So the Bantu. tribes of Northern Rhodesia acknowledge a supreme deity, Leza, whose power is manifested in the storm, in the torrential rain clouds, in the roar of thunder and the flash of lightning, but to whom there is no direct access by prayer or by sacrifice. The gods, then, whom these tribes worship are sharply divided into two classes, the spirits of departed chiefs, who are publicly venerated by the whole tribe, and the spirits of relations who are privately honoured by a family, whose head performs the sacerdotal functions upon these occasions. "Among the Awemba there is no special shrine for these purely family spirits, who are worshipped inside the hut, and to whom family sacrifices of a sheep, a goat, or a fowl is made, the spirit receiving the blood spilt upon the ground, while all the members of the family partake of the flesh together. For a religious Wemba man the cult of the spirit of his nearest relations (of his grandparents, or of his deceased father, mother, elder brother or maternal uncle) is considered quite sufficient. Out of these spirit relatives a man will worship one whom he considers as a special familiar, for various reasons. For instance, the diviner may have told him that his last illness was caused because he had not respected the spirit of his uncle; accordingly he will be careful in the future to adopt his uncle as his tutelary spirit. As a mark of such respect he may devote a cow or a goat to one of the spirits of his ancestors."[8] This custom is very significant, and two points should be especially noted. The first is that the deceased, or the spirit of the deceased, is not merely propitiated by, but partakes of, blood, which is spilt for his benefit. Secondly, the deceased, if not duly honoured, can cause illness, and therefore is capable of exercising a certain vengeful or malevolent power. The essential conception that underlies these customs is not so very far removed from the tradition of a vampire who craves to suck blood and causes sickness through his malignancy.

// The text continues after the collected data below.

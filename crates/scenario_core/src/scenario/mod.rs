//! Scenario computation: location normalization, the model and static paths,
//! and the fallback dataset.

mod compute;
mod fallback;
mod location;
mod result;
mod synthetic;

pub use compute::ScenarioComputer;
pub use fallback::{
    fallback_scenario, FALLBACK_ADMIN_UNIT, FALLBACK_CENTER, FALLBACK_RADIUS_KM, FALLBACK_ZONE_ID,
};
pub use location::{normalize_location, DEFAULT_LOCATION};
pub use result::{FlowRecord, ScenarioResult, ScenarioSource, ZoneLookupEntry, ZoneRecord};
pub use synthetic::{draw_raw_shares, ShareRanges, DEFAULT_SEED};
use rand::rngs::StdRng;
use rand::SeedableRng;
use tracing::{debug, info, warn};

use crate::metrics::{distance_proxy_km, total_time_minutes, ModeWeights, WeightCoefficients};
use crate::modes::{ModeParams, ShareMode};
use crate::shares::renormalize;
use crate::static_data::StaticDataLoader;
use crate::zone_provider::{ZoneFeature, ZoneProvider};

use super::fallback::fallback_scenario;
use super::location::normalize_location;
use super::result::{ScenarioResult, ScenarioSource, ZoneRecord};
use super::synthetic::{draw_raw_shares, ShareRanges, DEFAULT_SEED};

/// Produces one scenario per call: static data when available, the zone model
/// otherwise, and the fallback dataset when neither yields zones.
pub struct ScenarioComputer {
    zone_provider: Box<dyn ZoneProvider>,
    static_data: Option<StaticDataLoader>,
    seed: u64,
    coefficients: WeightCoefficients,
    share_ranges: ShareRanges,
}

impl ScenarioComputer {
    pub fn new(zone_provider: Box<dyn ZoneProvider>) -> Self {
        Self {
            zone_provider,
            static_data: None,
            seed: DEFAULT_SEED,
            coefficients: WeightCoefficients::default(),
            share_ranges: ShareRanges::default(),
        }
    }

    pub fn with_static_data(mut self, loader: StaticDataLoader) -> Self {
        self.static_data = Some(loader);
        self
    }

    pub fn with_seed(mut self, seed: u64) -> Self {
        self.seed = seed;
        self
    }

    pub fn with_coefficients(mut self, coefficients: WeightCoefficients) -> Self {
        self.coefficients = coefficients;
        self
    }

    pub fn with_share_ranges(mut self, share_ranges: ShareRanges) -> Self {
        self.share_ranges = share_ranges;
        self
    }

    pub fn static_data(&self) -> Option<&StaticDataLoader> {
        self.static_data.as_ref()
    }

    /// Compute the scenario for a raw location code. `None` params means all
    /// modes active with default costs.
    pub fn compute(&self, location: &str, radius_km: f64, params: Option<&ModeParams>) -> ScenarioResult {
        let location = normalize_location(location);
        let params = params.copied().unwrap_or_default();
        let active = params.active_share_modes();
        if active.is_empty() {
            info!(%location, "no active modes, using fallback scenario");
            return fallback_scenario();
        }

        if let Some(loader) = &self.static_data {
            if let Some(result) = loader.load(&location, radius_km, &params) {
                debug!(%location, zones = result.zones.len(), "scenario served from static data");
                return result;
            }
        }

        let features = match self.zone_provider.zones(&location, radius_km) {
            Ok(features) if !features.is_empty() => features,
            Ok(_) => {
                warn!(%location, radius_km, "zone model returned no zones, using fallback scenario");
                return fallback_scenario();
            }
            Err(error) => {
                warn!(%location, radius_km, %error, "zone model failed, using fallback scenario");
                return fallback_scenario();
            }
        };

        self.model_scenario(location, features, &params, &active)
    }

    fn model_scenario(
        &self,
        location: String,
        features: Vec<ZoneFeature>,
        params: &ModeParams,
        active: &[ShareMode],
    ) -> ScenarioResult {
        let mut rng = StdRng::seed_from_u64(self.seed);
        let raw_shares = draw_raw_shares(features.len(), active, &self.share_ranges, &mut rng);
        let weights = ModeWeights::from_params(params, &self.coefficients);

        let zones = features
            .into_iter()
            .zip(raw_shares)
            .map(|(feature, mut shares)| {
                renormalize(&mut shares, active);
                let average_travel_time = weights.average_travel_time(&shares);
                ZoneRecord {
                    total_distance_km: distance_proxy_km(feature.geometry.area_m2()),
                    total_time_min: total_time_minutes(average_travel_time),
                    average_travel_time,
                    zone_id: feature.zone_id,
                    local_admin_unit_id: feature.local_admin_unit_id,
                    geometry: feature.geometry,
                    shares,
                }
            })
            .collect::<Vec<_>>();

        info!(%location, zones = zones.len(), "computed model scenario");
        ScenarioResult::from_zones(location, ScenarioSource::Model, zones)
    }
}
//! Named daily series for charting a finished run.

use crate::balance::ResultSeries;
use crate::error::Result;
use clap::ValueEnum;
use std::io::Write;

#[derive(Clone, Copy, Debug, Default, PartialEq, Eq, ValueEnum)]
pub enum PlotMode {
    #[default]
    Basic, // Profile-level flows and storage
    Detailed, // Adds water content, uptake and percolation for every layer
}

#[derive(Clone, Debug, PartialEq)]
pub struct ChartSeries {
    pub label: String,
    pub values: Vec<f64>,
}

impl ChartSeries {
    fn new(label: impl Into<String>, values: Vec<f64>) -> Self {
        ChartSeries {
            label: label.into(),
            values,
        }
    }
}

pub fn chart_series(results: &ResultSeries, mode: PlotMode) -> Vec<ChartSeries> {
    let mut series = vec![
        ChartSeries::new("rainfall", results.series(|r| r.rainfall)),
        ChartSeries::new("runoff", results.series(|r| r.runoff)),
        ChartSeries::new("drainage", results.series(|r| r.drainage)),
        ChartSeries::new("actual_et", results.series(|r| r.actual_et)),
        ChartSeries::new("storage", results.storage()),
        ChartSeries::new("root_zone_water", results.series(|r| r.root_zone_water)),
    ];

    if mode == PlotMode::Detailed {
        let history = results.theta_history();
        for layer in 0..results.n_layers() {
            let n = layer + 1;
            series.push(ChartSeries::new(
                format!("theta_{n}"),
                history.column(layer).iter().copied().collect(),
            ));
            series.push(ChartSeries::new(
                format!("uptake_{n}"),
                results.series(|r| r.uptake[layer]),
            ));
            series.push(ChartSeries::new(
                format!("percolation_{n}"),
                results.series(|r| r.percolation[layer]),
            ));
        }
    }
    series
}

// One column per series, one row per day
pub fn write_series<W: Write>(writer: &mut W, series: &[ChartSeries]) -> Result<()> {
    let labels: Vec<&str> = series.iter().map(|s| s.label.as_str()).collect();
    writeln!(writer, "day,{}", labels.join(","))?;

    let days = series.iter().map(|s| s.values.len()).max().unwrap_or(0);
    for day in 0..days {
        let row: Vec<String> = series
            .iter()
            .map(|s| s.values.get(day).map(|v| format!("{v:.4}")).unwrap_or_default())
            .collect();
        writeln!(writer, "{},{}", day + 1, row.join(","))?;
    }
    Ok(())
}
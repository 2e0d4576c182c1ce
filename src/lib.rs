mod balance;
mod boundary_cond;
mod config;
mod daily_inputs;
mod error;
mod output;
mod plot;
mod root_uptake;
mod runoff;
mod simulator;
mod soil_hydra;
mod soil_profile;
mod water_balance;

pub use balance::{BalanceTotals, DailyBalance, MassBalance, ResultSeries};
pub use boundary_cond::{BottomBoundary, InfiltrationCap};
pub use config::{
    EngineInput, InfiltrationInput, LayerInput, ModelInput, RootsInput, SimulationInput,
};
pub use daily_inputs::{ColumnLayout, DailyForcing, DailyInputs};
pub use error::{BalanceError, Result};
pub use output::{write_results, write_results_file};
pub use plot::{ChartSeries, PlotMode, chart_series, write_series};
pub use root_uptake::{
    ExtractionOrder, RootGrowth, RootZone, evaporation_factor, plan_extraction, root_fractions,
};
pub use runoff::{curve_number, curve_number_runoff};
pub use simulator::{SimulationState, Simulator};
pub use soil_hydra::{SoilLayer, SoilParams, Texture};
pub use soil_profile::{InfiltrationOutcome, RedistributionOutcome, SoilProfile, UptakeOutcome};
pub use water_balance::{EngineConfig, WaterBalanceEngine};
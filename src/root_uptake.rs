use crate::soil_profile::SoilProfile;
use nalgebra::DVector;
use serde::Deserialize;

// Below this a layer or demand is treated as exhausted [mm]
const EXHAUSTED: f64 = 1e-12;

// Stress factor once the root zone is at or below wilting point [-]
const MIN_STRESS_FACTOR: f64 = 0.01;

// Order in which evapotranspiration demand is drawn from the layers
#[derive(Clone, Copy, Debug, Default, Deserialize, PartialEq, Eq)]
#[serde(rename_all = "snake_case")]
pub enum ExtractionOrder {
    #[default]
    TopDown, // Shallowest layer first, down to wilting point, then the next
    RootWeighted, // Shared in proportion to each layer's root fraction
}

// Daily deepening of the root system
#[derive(Clone, Copy, Debug, Deserialize, PartialEq)]
pub struct RootGrowth {
    pub rate: f64, // Root elongation [mm/day]
}

impl Default for RootGrowth {
    fn default() -> Self {
        RootGrowth { rate: 8.0 }
    }
}

impl RootGrowth {
    // New rooting depth, limited by the soil depth [mm]
    pub fn grow(&self, root_depth: f64, soil_depth: f64) -> f64 {
        (root_depth + self.rate.max(0.0)).min(soil_depth)
    }
}

// Water held in the rooted part of the profile
#[derive(Clone, Copy, Debug, Default, PartialEq)]
pub struct RootZone {
    pub depth: f64,    // Rooting depth [mm]
    pub water: f64,    // Water content [mm]
    pub vwc: f64,      // Water content [m³/m³]
    pub sat: f64,      // Saturation point [m³/m³]
    pub fc: f64,       // Field capacity [m³/m³]
    pub pwp: f64,      // Permanent wilting point [m³/m³]
    pub critical: f64, // Content below which the crop is stressed [m³/m³]
}

impl RootZone {
    // Thickness-weighted average over the top `root_depth` mm of the layers
    pub(crate) fn from_profile(profile: &SoilProfile) -> Self {
        let root_depth = profile.root_depth();
        if root_depth <= 0.0 {
            return RootZone::default();
        }

        let mut zone = RootZone::default();
        let mut top = 0.0;
        for layer in profile.layers() {
            let rooted = (root_depth - top).clamp(0.0, layer.thickness());
            if rooted <= 0.0 {
                break;
            }
            let params = layer.params();
            zone.water += layer.theta() * rooted;
            zone.sat += params.theta_sat() * rooted;
            zone.fc += params.theta_fc() * rooted;
            zone.pwp += params.theta_pwp() * rooted;
            zone.depth += rooted;
            top += layer.thickness();
        }

        zone.vwc = zone.water / zone.depth;
        zone.sat /= zone.depth;
        zone.fc /= zone.depth;
        zone.pwp /= zone.depth;
        zone.critical = zone.pwp + 0.5 * (zone.sat - zone.pwp);
        zone
    }

    /// Reduction applied to the evapotranspiration demand.
    ///
    /// 1 means no stress. Between the wilting point and the critical content
    /// the factor falls linearly; at or below wilting point it bottoms out
    /// at 0.01.
    pub fn stress_factor(&self) -> f64 {
        if self.depth <= 0.0 || self.vwc >= self.critical {
            1.0
        } else if self.vwc > self.pwp {
            (self.vwc - self.pwp) / (self.critical - self.pwp)
        } else {
            MIN_STRESS_FACTOR
        }
    }
}

// Cumulative root distribution: share of roots above relative depth c
fn cumulative_roots(c: f64) -> f64 {
    1.8 * c - 0.8 * c.powi(2)
}

/// Share of the root system in each layer for a given rooting depth.
///
/// Denser near the surface, tapering with depth; layers entirely below the
/// rooting depth get nothing. The shares sum to one whenever the roots end
/// inside the profile.
pub fn root_fractions<I>(thicknesses: I, root_depth: f64) -> Vec<f64>
where
    I: IntoIterator<Item = f64>,
{
    let mut bottom = 0.0;
    let mut above = 0.0;
    thicknesses
        .into_iter()
        .map(|thick| {
            if root_depth <= 0.0 {
                return 0.0;
            }
            bottom += thick;
            let cum = cumulative_roots((bottom / root_depth).min(1.0));
            let share = cum - above;
            above = cum;
            share.max(0.0)
        })
        .collect()
}

/// Reduction of bare-soil evaporation as the top layer dries [-].
///
/// Close to 1 near saturation, 0.5 at about 28% of saturation and falling
/// steeply below that.
pub fn evaporation_factor(theta: f64, theta_sat: f64) -> f64 {
    if theta <= 0.0 || theta_sat <= 0.0 {
        return 0.0;
    }
    1.0 / (1.0 + (3.6073 * theta / theta_sat).powf(-9.3172))
}

/// Split a transpiration demand [mm] across the rooted layers.
///
/// Layers without roots are never drawn on, and no layer is asked for more
/// than its water above wilting point, so the plan total is the amount that
/// can actually be met.
pub fn plan_extraction(profile: &SoilProfile, demand: f64, order: ExtractionOrder) -> DVector<f64> {
    let n = profile.len();
    let mut plan = DVector::zeros(n);
    if demand <= 0.0 {
        return plan;
    }
    let available = profile.uptake_capacity();

    match order {
        ExtractionOrder::TopDown => {
            let mut remaining = demand;
            for i in 0..n {
                if remaining <= EXHAUSTED {
                    break;
                }
                let take = remaining.min(available[i]);
                plan[i] = take;
                remaining -= take;
            }
        }
        ExtractionOrder::RootWeighted => {
            let weights: Vec<f64> = profile.layers().iter().map(|l| l.root_fraction()).collect();
            let mut active: Vec<usize> = (0..n)
                .filter(|&i| weights[i] > 0.0 && available[i] > EXHAUSTED)
                .collect();
            let mut remaining = demand;

            // every pass either meets the demand or exhausts at least one layer
            for _ in 0..=n {
                if remaining <= EXHAUSTED || active.is_empty() {
                    break;
                }
                let total_weight: f64 = active.iter().map(|&i| weights[i]).sum();
                let mut taken = 0.0;
                for &i in &active {
                    let share = remaining * weights[i] / total_weight;
                    let take = share.min(available[i] - plan[i]);
                    plan[i] += take;
                    taken += take;
                }
                remaining -= taken;
                active.retain(|&i| available[i] - plan[i] > EXHAUSTED);
            }
        }
    }
    plan
}

#[cfg(test)]
mod tests {
    use super::*;
    use crate::soil_hydra::{SoilLayer, SoilParams};
    use approx::assert_relative_eq;

    fn params() -> SoilParams {
        SoilParams::new(0.45, 0.30, 0.10, 100.0).unwrap()
    }

    fn profile(thetas: &[f64], roots: &[f64]) -> SoilProfile {
        let layers = thetas
            .iter()
            .zip(roots)
            .map(|(&t, &r)| SoilLayer::new(100.0, params(), t, r).unwrap())
            .collect();
        SoilProfile::new(layers).unwrap()
    }

    #[test]
    fn fractions_sum_to_one_inside_profile() {
        let f = root_fractions([100.0, 100.0, 100.0, 100.0], 300.0);
        assert_relative_eq!(f.iter().sum::<f64>(), 1.0, epsilon = 1e-12);
        assert!(f[0] > f[1] && f[1] > f[2]);
        assert_eq!(f[3], 0.0);
    }

    #[test]
    fn no_roots_no_fractions() {
        let f = root_fractions([100.0, 100.0], 0.0);
        assert_eq!(f, vec![0.0, 0.0]);
    }

    #[test]
    fn growth_is_limited_by_soil_depth() {
        let g = RootGrowth::default();
        assert_relative_eq!(g.grow(100.0, 500.0), 108.0);
        assert_relative_eq!(g.grow(495.0, 500.0), 500.0);
    }

    #[test]
    fn top_down_takes_shallow_water_first() {
        // 5 mm extractable in the top layer, 20 mm below
        let p = profile(&[0.15, 0.30], &[0.5, 0.5]);
        let plan = plan_extraction(&p, 10.0, ExtractionOrder::TopDown);
        assert_relative_eq!(plan[0], 5.0, epsilon = 1e-9);
        assert_relative_eq!(plan[1], 5.0, epsilon = 1e-9);
    }

    #[test]
    fn top_down_skips_rootless_layers() {
        // only the deep layer holds water, and it has no roots
        let p = profile(&[0.10, 0.30], &[1.0, 0.0]);
        assert_eq!(p.uptake_capacity().sum(), 0.0);
        let plan = plan_extraction(&p, 5.0, ExtractionOrder::TopDown);
        assert_eq!(plan.sum(), 0.0);

        let p = profile(&[0.13, 0.30], &[1.0, 0.0]);
        let plan = plan_extraction(&p, 5.0, ExtractionOrder::TopDown);
        assert_relative_eq!(plan[0], 3.0, epsilon = 1e-9);
        assert_eq!(plan[1], 0.0);
    }

    #[test]
    fn evaporation_slows_as_topsoil_dries() {
        assert!(evaporation_factor(0.45, 0.45) > 0.999);
        assert_relative_eq!(evaporation_factor(0.45 / 3.6073, 0.45), 0.5, epsilon = 1e-12);
        assert!(evaporation_factor(0.05, 0.45) < 0.01);
        assert_eq!(evaporation_factor(0.0, 0.45), 0.0);
    }

    #[test]
    fn root_weighted_reallocates_shortfall() {
        let p = profile(&[0.12, 0.30], &[0.8, 0.2]);
        let plan = plan_extraction(&p, 10.0, ExtractionOrder::RootWeighted);
        // top layer only holds 2 mm above wilting point
        assert_relative_eq!(plan[0], 2.0, epsilon = 1e-9);
        assert_relative_eq!(plan[1], 8.0, epsilon = 1e-9);
    }

    #[test]
    fn root_weighted_ignores_rootless_layers() {
        let p = profile(&[0.30, 0.30], &[1.0, 0.0]);
        let plan = plan_extraction(&p, 25.0, ExtractionOrder::RootWeighted);
        assert_relative_eq!(plan[0], 20.0, epsilon = 1e-9);
        assert_eq!(plan[1], 0.0);
    }

    #[test]
    fn stress_factor_ranges() {
        let wet = profile(&[0.40, 0.40], &[0.5, 0.5]);
        assert_eq!(wet.root_zone().stress_factor(), 1.0);

        // critical = 0.1 + 0.5 * 0.35 = 0.275
        let mid = profile(&[0.20, 0.20], &[0.5, 0.5]);
        let zone = mid.root_zone();
        assert_relative_eq!(zone.critical, 0.275, epsilon = 1e-12);
        assert_relative_eq!(zone.stress_factor(), 0.1 / 0.175, epsilon = 1e-9);

        let dry = profile(&[0.10, 0.10], &[0.5, 0.5]);
        assert_eq!(dry.root_zone().stress_factor(), MIN_STRESS_FACTOR);
    }
}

Very similar ideas prevail among the Herero, a Bantu tribe of German South-West Africa, who believe that Ndjambi {p. 11} Karunga, the great good god who dwells in heaven above is far too remote to be accessible, wherefore he neither receives nor requires worship and offerings. "It is their ancestors (Ovakuru) whom they must fear; it is they who are angry and can bring danger and misfortune on a man . . . it is in order to win and keep their favour, to avert their displeasure and wrath, in short to propitiate them, that the Herero bring their many offerings; they do so not out of gratitude, but out of fear, not out of love, but out of terror."[9] The Rev. G. Viehe, a missionary among the tribe writes: "The religious customs and ceremonies of the Ovaherero are all rooted in the presumption that the deceased continue to live, and that they have a great influence on earth, and exercise power over the life and death of man."[10]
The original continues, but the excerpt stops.